The data
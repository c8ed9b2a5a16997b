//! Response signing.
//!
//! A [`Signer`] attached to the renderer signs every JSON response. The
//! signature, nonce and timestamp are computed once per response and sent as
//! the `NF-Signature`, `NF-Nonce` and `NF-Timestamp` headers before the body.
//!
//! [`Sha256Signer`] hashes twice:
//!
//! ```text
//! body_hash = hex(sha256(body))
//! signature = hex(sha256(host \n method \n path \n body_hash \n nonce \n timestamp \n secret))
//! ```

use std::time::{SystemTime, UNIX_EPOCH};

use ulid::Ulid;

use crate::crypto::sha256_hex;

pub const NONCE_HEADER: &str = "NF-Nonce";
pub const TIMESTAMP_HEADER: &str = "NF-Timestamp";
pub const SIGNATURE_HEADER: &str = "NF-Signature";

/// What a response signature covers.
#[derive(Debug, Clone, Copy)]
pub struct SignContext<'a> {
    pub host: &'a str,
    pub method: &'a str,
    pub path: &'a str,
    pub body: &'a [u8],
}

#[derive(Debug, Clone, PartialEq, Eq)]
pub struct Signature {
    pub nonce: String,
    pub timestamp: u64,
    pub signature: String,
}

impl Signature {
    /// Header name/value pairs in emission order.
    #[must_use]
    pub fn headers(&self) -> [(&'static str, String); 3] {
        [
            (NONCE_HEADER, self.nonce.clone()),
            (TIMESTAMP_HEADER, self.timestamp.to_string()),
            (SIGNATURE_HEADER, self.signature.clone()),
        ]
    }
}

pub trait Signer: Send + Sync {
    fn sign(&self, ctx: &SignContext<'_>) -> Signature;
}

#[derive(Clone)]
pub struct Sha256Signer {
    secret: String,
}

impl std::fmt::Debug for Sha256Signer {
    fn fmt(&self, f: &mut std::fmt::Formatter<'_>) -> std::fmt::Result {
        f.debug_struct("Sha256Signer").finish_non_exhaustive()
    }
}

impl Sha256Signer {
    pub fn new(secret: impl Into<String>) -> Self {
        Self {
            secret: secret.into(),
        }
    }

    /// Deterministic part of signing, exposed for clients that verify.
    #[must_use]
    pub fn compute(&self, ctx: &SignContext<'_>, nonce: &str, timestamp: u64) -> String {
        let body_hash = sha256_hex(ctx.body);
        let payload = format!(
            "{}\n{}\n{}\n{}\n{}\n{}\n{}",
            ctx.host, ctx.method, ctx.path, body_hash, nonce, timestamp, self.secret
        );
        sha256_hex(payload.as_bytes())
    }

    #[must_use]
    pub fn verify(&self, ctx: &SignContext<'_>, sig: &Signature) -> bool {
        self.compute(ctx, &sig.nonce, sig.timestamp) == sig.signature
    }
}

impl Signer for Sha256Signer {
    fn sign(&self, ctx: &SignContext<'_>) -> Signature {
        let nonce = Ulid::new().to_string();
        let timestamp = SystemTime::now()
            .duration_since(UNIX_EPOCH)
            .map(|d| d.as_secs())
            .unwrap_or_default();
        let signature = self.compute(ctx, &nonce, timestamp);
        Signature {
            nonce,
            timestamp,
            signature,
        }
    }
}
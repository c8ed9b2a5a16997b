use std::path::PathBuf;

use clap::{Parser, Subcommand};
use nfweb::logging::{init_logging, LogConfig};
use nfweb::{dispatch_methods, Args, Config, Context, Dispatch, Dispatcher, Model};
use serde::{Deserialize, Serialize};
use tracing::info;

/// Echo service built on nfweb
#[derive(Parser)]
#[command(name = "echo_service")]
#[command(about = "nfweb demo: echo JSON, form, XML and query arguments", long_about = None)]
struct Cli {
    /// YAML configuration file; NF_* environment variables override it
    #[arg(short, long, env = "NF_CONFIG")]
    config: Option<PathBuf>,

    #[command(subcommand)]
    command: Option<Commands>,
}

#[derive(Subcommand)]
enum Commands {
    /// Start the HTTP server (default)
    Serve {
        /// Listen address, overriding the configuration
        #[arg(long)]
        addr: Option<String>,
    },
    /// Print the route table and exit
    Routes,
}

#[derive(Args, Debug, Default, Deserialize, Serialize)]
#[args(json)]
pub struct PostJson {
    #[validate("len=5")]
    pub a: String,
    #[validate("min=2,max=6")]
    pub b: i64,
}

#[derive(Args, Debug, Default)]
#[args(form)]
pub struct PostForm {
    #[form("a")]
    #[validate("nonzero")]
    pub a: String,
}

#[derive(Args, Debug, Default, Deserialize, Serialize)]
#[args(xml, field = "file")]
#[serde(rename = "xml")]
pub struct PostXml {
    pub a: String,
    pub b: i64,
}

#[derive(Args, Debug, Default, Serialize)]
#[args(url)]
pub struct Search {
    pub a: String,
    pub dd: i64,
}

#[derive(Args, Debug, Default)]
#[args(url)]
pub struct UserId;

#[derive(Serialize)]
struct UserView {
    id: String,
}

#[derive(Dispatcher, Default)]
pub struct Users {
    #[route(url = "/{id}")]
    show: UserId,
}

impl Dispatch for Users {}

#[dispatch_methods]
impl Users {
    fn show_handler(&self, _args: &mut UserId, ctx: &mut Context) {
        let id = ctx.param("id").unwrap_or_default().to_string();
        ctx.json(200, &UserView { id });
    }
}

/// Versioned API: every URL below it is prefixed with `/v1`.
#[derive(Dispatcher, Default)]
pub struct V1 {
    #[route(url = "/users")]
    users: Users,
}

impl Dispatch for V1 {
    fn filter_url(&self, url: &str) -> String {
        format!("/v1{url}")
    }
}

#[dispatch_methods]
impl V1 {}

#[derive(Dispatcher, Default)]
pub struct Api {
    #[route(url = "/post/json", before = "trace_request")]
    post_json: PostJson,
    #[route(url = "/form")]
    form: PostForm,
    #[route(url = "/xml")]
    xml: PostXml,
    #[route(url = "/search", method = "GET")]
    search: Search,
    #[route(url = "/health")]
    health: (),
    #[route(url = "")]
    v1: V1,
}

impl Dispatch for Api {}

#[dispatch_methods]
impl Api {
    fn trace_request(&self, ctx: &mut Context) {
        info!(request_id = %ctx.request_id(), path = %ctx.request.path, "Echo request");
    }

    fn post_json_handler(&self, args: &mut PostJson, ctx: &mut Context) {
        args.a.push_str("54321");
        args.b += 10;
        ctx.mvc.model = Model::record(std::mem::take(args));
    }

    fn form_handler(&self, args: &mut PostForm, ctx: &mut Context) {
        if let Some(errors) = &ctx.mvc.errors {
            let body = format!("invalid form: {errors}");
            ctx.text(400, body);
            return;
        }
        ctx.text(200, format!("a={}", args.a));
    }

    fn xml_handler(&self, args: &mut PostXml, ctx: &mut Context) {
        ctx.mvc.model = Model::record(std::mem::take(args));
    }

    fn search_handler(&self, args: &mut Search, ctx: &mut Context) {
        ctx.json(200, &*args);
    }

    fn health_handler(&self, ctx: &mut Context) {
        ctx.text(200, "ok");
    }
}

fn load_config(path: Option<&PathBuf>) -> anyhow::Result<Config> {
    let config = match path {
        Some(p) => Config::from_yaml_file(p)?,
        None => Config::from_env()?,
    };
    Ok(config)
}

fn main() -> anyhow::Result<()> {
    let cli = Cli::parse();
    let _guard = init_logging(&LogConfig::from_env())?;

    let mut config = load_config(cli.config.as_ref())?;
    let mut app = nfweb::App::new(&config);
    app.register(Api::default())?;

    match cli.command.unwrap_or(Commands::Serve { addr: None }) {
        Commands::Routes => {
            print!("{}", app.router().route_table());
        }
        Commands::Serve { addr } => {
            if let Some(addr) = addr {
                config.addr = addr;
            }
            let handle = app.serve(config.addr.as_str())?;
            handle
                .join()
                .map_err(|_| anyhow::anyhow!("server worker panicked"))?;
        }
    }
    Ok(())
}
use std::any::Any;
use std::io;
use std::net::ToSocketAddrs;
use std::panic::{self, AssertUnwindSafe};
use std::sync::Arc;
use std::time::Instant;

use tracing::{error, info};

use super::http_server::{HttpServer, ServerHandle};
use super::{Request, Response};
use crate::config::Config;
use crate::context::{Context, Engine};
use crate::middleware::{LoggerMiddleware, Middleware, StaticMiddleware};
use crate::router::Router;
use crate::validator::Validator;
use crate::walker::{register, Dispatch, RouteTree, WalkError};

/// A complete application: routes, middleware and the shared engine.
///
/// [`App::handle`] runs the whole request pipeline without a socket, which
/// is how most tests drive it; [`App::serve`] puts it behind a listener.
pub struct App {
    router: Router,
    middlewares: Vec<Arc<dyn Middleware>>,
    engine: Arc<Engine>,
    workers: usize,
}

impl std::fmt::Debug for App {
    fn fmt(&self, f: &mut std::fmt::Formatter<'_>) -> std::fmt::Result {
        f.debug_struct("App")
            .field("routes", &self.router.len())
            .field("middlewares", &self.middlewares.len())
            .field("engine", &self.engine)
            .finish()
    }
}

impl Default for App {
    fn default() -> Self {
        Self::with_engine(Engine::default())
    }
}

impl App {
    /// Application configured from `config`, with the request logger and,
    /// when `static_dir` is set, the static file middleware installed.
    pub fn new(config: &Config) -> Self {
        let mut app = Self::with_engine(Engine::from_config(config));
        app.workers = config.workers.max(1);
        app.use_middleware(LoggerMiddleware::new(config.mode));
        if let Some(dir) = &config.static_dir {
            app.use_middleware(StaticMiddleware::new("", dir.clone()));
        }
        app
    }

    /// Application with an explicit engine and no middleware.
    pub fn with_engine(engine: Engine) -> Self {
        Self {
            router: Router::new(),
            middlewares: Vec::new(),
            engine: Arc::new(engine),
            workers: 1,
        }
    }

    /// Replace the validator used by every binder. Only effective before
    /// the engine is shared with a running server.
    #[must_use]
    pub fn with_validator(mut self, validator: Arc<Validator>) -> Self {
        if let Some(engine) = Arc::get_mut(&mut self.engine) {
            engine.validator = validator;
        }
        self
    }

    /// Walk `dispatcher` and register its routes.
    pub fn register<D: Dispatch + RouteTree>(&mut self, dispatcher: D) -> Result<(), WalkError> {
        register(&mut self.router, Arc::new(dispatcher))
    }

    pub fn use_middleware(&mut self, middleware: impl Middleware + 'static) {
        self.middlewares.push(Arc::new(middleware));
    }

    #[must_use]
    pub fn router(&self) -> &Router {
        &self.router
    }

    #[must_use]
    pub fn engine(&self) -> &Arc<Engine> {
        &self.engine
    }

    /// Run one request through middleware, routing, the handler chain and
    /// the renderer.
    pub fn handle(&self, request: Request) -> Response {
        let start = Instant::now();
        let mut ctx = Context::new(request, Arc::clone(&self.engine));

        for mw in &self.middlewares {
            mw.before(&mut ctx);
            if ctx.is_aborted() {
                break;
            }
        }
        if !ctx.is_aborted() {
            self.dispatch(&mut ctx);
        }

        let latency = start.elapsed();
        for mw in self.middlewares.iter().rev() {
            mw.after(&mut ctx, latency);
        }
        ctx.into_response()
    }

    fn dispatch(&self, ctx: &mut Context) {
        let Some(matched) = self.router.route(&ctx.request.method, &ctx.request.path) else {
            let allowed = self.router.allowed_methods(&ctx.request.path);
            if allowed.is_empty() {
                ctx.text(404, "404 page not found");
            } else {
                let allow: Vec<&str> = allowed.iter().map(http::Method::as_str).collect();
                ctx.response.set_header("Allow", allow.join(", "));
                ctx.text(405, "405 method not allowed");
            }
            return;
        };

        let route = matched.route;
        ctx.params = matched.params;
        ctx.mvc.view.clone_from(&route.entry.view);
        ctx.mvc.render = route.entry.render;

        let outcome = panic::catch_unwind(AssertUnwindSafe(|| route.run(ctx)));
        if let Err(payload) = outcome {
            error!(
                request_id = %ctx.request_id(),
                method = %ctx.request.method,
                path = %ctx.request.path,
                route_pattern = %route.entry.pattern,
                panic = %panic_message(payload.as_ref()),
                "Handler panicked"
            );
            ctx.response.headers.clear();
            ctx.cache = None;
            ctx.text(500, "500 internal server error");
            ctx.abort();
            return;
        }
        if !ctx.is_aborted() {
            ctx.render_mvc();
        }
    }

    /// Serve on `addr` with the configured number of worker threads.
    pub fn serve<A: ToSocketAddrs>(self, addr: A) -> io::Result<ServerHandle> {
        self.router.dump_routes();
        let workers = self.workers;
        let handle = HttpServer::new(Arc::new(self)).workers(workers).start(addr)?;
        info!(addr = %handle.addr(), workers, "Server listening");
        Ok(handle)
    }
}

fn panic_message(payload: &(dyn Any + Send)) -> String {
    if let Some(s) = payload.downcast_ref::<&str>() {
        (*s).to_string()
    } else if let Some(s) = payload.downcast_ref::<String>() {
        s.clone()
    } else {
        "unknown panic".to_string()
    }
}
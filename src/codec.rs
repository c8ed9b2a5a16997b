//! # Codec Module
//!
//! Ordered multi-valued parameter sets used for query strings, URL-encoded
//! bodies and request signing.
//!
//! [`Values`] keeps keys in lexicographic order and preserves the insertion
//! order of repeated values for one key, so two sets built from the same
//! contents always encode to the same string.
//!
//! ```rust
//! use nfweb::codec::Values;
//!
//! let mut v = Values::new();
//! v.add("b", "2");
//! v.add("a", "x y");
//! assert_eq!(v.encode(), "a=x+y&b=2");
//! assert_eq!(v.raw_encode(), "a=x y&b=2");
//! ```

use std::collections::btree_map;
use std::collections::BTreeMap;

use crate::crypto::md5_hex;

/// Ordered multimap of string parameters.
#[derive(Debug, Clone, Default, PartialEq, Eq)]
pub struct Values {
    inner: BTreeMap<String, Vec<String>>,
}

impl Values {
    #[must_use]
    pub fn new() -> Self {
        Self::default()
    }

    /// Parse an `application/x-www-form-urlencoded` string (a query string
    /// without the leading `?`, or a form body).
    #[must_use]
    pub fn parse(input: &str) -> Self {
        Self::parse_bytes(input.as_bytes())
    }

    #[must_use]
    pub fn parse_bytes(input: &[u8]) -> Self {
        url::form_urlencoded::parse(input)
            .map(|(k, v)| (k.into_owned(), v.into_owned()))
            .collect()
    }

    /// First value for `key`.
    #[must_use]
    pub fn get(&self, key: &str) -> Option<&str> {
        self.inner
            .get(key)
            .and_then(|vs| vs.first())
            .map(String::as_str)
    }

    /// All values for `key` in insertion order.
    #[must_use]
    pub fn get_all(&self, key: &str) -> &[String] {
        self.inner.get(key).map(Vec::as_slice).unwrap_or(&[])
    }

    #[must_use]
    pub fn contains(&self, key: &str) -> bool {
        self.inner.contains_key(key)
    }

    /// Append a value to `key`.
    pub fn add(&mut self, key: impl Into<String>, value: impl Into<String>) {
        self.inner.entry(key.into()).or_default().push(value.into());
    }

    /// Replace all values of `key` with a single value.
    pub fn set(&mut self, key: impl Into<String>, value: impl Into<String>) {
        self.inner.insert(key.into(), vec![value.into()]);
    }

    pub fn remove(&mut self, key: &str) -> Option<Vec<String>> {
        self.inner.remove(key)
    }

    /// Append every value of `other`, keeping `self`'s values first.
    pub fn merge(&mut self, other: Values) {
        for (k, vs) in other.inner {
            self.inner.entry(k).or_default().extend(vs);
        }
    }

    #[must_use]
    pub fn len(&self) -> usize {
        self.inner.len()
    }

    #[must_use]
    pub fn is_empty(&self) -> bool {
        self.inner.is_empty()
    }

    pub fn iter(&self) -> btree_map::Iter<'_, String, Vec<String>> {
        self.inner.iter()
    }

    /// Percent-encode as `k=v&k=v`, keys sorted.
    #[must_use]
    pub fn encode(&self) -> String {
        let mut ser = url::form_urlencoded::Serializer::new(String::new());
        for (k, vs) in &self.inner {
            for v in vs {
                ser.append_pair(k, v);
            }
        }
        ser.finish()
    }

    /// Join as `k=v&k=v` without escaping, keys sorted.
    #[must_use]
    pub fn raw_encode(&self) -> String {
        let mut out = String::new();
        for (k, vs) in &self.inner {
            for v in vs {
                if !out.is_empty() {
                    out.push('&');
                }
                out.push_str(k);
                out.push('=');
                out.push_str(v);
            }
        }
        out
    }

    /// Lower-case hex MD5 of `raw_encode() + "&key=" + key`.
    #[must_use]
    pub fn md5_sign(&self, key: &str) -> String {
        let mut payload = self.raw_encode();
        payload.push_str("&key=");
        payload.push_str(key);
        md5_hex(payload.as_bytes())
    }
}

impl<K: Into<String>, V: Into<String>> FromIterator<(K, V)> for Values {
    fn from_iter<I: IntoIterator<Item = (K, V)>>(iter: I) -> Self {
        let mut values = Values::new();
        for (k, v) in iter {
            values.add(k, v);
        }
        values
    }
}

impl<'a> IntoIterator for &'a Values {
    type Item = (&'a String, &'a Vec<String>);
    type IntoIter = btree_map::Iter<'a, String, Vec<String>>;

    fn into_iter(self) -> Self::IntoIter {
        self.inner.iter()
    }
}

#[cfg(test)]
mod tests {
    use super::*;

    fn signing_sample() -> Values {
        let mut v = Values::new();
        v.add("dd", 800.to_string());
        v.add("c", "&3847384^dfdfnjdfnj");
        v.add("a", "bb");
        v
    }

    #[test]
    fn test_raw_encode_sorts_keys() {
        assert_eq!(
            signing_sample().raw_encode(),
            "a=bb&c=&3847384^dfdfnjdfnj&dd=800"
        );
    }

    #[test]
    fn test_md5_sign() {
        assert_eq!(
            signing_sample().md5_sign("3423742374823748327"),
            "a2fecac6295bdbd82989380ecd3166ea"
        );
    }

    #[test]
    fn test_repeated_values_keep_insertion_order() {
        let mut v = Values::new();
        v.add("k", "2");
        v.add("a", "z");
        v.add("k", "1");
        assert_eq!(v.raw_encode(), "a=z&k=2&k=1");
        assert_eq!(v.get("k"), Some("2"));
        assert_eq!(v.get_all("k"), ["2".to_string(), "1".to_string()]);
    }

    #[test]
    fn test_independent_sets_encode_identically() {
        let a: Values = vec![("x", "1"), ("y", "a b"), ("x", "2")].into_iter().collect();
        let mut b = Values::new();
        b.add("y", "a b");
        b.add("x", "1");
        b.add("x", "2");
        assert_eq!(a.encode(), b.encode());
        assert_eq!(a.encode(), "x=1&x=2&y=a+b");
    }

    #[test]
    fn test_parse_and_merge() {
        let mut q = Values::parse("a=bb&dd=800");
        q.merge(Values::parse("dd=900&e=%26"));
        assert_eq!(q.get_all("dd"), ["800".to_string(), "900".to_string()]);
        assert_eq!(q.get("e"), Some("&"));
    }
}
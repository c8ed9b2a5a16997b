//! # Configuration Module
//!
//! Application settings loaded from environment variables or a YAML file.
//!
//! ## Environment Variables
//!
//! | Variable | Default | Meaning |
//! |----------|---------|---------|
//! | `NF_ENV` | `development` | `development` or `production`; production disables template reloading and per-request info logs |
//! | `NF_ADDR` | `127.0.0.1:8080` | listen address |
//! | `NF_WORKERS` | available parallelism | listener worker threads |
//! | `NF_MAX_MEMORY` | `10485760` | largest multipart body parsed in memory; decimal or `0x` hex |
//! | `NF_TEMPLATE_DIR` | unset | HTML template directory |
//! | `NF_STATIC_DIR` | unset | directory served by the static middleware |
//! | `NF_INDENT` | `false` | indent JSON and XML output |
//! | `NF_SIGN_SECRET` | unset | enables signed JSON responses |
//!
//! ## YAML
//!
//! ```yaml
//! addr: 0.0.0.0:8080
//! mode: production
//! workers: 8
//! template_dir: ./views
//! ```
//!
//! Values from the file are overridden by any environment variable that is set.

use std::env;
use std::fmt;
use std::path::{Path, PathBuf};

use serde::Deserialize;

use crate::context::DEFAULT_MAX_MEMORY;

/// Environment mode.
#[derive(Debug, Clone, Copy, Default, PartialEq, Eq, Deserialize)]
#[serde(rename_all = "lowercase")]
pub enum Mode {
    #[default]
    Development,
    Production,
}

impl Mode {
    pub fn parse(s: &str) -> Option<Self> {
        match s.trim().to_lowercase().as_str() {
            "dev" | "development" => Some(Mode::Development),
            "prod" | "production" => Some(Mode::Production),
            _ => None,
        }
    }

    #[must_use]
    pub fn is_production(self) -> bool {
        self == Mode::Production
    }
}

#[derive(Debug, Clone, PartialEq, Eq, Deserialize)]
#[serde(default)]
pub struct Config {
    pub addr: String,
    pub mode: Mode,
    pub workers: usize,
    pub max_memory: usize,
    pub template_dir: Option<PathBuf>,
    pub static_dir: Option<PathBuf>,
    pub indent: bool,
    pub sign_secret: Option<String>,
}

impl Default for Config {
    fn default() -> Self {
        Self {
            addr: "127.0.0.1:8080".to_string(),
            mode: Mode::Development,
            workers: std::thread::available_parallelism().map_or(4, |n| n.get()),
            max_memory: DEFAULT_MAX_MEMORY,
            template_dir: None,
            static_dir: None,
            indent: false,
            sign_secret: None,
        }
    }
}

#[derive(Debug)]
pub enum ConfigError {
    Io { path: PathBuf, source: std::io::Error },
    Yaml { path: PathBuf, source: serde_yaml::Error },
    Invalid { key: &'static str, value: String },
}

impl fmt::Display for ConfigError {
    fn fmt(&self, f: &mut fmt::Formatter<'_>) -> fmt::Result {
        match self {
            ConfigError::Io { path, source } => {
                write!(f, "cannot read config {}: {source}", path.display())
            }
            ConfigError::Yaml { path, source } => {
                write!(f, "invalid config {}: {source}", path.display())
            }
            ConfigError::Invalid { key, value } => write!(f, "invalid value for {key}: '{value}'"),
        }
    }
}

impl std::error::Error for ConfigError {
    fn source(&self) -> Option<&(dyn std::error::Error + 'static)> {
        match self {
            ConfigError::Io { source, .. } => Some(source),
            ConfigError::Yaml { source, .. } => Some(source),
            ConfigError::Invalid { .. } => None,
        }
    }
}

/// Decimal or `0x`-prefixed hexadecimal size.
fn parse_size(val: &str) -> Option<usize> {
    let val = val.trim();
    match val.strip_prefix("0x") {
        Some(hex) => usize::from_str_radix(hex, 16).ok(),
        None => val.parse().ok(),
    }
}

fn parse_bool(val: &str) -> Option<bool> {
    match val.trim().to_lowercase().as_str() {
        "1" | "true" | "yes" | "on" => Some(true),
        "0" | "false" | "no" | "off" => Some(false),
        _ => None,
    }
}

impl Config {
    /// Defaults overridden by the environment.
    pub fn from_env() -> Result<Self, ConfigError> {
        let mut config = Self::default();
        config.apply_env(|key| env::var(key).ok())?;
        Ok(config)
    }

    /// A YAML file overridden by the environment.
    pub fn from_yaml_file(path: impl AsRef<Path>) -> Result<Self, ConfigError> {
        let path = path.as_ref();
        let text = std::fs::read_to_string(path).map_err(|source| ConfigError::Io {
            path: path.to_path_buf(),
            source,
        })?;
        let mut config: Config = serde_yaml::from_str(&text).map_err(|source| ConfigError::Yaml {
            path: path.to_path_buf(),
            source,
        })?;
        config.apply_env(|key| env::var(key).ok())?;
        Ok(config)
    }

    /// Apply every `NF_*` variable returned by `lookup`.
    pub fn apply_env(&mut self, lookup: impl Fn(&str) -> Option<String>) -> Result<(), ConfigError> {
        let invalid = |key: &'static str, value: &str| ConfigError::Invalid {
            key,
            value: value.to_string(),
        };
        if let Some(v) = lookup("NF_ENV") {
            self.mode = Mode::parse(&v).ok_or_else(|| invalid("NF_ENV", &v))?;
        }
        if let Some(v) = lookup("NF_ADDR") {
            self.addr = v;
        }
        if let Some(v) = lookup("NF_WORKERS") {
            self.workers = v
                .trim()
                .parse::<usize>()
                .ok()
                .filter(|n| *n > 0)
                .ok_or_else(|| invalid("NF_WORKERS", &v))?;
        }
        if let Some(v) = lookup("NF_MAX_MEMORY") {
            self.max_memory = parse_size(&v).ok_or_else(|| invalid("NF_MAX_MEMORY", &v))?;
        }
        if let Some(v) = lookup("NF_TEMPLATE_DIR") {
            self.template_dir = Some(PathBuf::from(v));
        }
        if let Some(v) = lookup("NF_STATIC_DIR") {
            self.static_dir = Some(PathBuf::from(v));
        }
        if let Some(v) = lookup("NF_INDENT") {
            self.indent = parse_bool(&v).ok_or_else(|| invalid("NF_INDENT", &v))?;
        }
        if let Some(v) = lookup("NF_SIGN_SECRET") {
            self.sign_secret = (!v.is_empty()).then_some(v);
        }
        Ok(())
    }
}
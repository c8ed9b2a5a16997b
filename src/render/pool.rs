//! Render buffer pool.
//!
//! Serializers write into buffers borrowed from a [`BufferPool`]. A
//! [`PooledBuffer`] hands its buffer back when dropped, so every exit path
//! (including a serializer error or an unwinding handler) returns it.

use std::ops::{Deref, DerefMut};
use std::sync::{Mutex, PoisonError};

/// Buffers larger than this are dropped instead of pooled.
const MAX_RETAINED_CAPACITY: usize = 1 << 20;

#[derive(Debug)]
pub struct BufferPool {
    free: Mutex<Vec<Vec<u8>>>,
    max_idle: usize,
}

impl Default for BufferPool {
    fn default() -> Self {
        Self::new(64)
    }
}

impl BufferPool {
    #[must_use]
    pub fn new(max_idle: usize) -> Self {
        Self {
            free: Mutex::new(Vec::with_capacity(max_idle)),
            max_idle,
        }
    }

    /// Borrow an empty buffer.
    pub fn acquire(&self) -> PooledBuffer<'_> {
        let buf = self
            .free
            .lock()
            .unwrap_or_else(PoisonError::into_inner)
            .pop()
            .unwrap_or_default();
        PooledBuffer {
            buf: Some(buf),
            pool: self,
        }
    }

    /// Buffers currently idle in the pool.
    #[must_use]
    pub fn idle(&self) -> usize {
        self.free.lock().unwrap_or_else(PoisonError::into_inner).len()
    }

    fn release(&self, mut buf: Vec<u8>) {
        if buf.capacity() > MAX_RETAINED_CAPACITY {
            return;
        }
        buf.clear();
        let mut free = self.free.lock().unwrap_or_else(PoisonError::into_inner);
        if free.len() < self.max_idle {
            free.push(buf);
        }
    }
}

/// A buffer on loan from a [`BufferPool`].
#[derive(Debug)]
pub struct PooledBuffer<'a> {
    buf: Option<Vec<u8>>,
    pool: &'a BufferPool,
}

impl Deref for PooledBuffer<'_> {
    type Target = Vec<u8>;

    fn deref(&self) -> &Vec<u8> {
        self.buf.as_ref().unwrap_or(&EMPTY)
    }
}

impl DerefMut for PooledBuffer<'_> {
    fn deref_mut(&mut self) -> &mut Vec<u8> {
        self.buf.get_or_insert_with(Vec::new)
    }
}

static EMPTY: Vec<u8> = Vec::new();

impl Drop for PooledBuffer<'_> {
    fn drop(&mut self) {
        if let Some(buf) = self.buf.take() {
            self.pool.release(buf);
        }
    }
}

What this task involves
Tally every line of the data that includes "Item". Report the number and nothing more.

Your response
2